Dataset entries:
+===+

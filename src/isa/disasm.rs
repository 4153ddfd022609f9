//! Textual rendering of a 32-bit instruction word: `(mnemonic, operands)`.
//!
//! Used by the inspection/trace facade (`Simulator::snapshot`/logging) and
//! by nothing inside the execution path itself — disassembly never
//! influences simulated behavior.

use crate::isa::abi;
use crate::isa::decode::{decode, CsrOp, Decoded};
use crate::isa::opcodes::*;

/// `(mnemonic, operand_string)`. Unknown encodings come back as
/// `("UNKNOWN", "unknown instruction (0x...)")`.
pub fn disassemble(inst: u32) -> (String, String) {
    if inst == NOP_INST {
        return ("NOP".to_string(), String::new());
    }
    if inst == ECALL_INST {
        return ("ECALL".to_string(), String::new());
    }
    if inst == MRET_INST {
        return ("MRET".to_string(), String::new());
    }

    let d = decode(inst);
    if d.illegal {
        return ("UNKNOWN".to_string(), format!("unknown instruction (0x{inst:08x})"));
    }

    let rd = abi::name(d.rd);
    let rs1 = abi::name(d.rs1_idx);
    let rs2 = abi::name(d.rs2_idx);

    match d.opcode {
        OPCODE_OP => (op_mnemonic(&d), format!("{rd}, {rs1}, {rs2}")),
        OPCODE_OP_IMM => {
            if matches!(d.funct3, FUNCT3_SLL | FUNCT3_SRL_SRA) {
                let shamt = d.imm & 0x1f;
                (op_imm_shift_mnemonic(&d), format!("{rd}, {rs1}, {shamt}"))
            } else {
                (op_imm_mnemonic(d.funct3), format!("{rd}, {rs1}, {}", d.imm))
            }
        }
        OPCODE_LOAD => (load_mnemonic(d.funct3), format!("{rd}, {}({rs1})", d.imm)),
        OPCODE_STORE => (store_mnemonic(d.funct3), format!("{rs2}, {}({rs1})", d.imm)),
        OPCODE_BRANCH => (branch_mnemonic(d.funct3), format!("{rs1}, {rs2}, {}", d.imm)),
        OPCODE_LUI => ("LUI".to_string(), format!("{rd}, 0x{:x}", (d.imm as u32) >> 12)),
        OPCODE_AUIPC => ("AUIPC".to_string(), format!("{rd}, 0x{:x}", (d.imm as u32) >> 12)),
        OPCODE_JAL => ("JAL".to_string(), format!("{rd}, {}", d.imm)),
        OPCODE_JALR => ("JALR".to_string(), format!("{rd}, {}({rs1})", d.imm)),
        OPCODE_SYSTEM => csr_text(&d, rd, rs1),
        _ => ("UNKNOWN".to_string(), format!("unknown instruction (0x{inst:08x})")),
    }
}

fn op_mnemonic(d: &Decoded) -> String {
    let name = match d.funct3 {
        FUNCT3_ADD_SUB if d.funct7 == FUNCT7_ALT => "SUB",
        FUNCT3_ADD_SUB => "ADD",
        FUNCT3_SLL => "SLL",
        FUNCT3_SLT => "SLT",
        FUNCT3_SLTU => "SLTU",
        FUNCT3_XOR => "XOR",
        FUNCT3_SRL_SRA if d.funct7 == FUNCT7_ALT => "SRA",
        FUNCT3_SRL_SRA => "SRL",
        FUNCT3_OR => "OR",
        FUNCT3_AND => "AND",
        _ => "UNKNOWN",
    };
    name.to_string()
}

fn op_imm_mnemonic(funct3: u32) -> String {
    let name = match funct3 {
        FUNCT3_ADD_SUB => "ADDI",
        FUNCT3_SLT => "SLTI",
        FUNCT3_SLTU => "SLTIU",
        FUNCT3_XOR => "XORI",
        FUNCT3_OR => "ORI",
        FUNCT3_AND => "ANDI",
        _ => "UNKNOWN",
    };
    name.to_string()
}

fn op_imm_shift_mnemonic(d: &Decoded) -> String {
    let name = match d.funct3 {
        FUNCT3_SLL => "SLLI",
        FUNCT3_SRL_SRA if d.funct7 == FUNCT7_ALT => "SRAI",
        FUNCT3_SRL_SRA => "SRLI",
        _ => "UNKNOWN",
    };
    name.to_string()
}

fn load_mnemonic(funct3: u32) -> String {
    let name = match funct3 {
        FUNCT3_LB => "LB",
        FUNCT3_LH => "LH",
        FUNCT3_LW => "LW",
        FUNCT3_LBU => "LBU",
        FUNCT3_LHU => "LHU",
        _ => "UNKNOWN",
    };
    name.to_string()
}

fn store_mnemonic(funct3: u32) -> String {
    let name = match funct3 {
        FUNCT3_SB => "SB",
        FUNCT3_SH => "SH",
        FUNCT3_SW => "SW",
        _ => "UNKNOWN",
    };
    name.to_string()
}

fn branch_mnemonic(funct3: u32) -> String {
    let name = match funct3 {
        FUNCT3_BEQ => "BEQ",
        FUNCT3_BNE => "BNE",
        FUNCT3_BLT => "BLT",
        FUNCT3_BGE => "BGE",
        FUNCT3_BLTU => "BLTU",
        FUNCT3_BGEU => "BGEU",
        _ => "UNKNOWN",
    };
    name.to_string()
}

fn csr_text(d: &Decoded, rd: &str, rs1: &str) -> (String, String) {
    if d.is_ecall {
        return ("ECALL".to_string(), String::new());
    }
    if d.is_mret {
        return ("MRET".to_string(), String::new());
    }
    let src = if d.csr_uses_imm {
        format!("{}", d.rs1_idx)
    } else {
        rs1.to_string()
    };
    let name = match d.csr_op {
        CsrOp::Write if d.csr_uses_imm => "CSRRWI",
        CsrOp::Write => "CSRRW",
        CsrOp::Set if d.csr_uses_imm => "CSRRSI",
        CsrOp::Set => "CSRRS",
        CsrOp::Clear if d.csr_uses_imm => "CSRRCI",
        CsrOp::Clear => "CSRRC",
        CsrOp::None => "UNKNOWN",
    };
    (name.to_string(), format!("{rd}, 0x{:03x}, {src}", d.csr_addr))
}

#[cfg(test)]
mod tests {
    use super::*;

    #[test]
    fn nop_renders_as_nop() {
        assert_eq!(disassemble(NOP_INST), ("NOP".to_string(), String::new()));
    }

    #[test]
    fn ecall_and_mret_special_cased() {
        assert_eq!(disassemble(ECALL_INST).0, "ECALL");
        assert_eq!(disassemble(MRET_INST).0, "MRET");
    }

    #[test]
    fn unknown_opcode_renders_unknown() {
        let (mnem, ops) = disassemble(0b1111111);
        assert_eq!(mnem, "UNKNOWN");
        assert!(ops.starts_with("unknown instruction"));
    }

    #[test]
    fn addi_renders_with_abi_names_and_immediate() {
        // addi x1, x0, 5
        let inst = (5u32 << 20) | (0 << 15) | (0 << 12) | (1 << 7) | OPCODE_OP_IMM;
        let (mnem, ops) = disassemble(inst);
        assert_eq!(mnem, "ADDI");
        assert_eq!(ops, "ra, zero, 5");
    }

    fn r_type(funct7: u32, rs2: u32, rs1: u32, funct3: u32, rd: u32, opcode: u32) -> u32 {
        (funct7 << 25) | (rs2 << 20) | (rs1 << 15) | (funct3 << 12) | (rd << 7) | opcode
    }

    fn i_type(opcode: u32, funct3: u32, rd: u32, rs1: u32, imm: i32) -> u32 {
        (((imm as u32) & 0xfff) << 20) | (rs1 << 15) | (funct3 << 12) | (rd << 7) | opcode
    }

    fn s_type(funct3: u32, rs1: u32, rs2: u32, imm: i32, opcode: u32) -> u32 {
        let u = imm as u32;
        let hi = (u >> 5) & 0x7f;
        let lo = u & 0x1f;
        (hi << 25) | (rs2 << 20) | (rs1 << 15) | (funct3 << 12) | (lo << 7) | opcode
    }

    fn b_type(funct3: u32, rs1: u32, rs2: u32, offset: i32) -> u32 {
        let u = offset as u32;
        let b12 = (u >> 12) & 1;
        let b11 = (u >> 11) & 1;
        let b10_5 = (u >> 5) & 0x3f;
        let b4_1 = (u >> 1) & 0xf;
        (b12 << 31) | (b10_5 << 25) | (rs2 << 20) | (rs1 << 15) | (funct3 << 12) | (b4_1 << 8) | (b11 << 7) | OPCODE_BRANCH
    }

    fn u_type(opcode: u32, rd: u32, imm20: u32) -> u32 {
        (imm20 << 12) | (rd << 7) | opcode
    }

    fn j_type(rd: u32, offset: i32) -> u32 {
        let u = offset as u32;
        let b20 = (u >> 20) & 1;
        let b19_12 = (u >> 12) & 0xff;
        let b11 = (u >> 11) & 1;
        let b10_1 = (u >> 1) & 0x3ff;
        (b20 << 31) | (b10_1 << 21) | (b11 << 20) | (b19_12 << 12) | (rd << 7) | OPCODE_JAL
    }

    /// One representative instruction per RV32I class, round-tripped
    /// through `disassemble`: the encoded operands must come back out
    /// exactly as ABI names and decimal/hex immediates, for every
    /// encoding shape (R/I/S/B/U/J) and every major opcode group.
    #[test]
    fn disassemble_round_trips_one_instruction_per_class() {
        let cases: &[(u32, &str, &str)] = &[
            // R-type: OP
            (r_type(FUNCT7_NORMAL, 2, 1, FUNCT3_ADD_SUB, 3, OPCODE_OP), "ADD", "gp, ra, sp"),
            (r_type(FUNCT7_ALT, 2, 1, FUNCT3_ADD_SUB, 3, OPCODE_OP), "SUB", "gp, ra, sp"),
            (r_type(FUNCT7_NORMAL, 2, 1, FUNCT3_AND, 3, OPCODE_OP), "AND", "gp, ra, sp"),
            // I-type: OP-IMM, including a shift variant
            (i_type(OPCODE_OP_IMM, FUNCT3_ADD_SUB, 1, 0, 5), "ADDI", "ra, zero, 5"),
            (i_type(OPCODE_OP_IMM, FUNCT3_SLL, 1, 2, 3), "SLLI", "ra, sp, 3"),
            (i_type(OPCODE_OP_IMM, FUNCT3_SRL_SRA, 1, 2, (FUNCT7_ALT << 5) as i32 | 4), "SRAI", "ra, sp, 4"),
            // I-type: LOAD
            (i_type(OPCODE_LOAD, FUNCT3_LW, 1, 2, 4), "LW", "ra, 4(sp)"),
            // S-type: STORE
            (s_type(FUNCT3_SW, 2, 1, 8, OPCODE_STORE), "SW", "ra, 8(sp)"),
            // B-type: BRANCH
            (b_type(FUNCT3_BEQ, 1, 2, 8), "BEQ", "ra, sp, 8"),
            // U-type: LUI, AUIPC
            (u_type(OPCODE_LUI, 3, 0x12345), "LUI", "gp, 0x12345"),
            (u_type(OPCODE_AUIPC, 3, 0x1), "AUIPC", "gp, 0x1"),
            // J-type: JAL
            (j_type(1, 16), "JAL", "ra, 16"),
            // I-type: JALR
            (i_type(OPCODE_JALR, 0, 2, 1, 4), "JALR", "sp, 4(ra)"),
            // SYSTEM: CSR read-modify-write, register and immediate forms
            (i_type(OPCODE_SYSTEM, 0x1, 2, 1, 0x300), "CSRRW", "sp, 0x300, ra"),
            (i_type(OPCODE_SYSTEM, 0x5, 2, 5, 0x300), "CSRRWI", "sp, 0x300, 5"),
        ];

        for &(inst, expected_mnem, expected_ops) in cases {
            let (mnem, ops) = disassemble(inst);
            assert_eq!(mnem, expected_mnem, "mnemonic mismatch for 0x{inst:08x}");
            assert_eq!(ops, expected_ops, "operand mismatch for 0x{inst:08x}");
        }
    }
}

+===+

### Task description
Tally the lines in the records above that hold the word "cases", and give only that number.

### Response below
2